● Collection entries
# # # # #

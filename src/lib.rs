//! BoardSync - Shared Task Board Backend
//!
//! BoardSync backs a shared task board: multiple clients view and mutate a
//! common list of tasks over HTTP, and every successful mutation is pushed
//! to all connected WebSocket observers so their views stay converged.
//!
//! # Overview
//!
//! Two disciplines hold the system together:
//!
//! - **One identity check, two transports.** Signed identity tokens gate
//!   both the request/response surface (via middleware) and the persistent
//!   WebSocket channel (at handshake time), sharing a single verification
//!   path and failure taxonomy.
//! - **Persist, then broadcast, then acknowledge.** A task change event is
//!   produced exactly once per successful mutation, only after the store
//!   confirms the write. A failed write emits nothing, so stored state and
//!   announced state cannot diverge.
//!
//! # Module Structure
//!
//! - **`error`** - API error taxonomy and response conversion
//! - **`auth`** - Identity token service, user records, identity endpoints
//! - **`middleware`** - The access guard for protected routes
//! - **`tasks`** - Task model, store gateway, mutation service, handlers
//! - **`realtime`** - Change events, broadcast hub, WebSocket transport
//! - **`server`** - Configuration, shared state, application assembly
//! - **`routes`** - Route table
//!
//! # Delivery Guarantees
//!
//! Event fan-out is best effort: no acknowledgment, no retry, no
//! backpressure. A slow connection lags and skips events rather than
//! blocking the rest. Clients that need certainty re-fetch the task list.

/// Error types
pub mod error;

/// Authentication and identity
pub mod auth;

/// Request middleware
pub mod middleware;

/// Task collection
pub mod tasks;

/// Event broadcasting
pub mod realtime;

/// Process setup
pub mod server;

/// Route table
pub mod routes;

# # # # #

● Task prompt
Looking at the records above, which lines contain "routes"? Copy those lines.

● Output
//! - **`middleware`** - The access guard for protected routes
//! - **`routes`** - Route table
pub mod routes;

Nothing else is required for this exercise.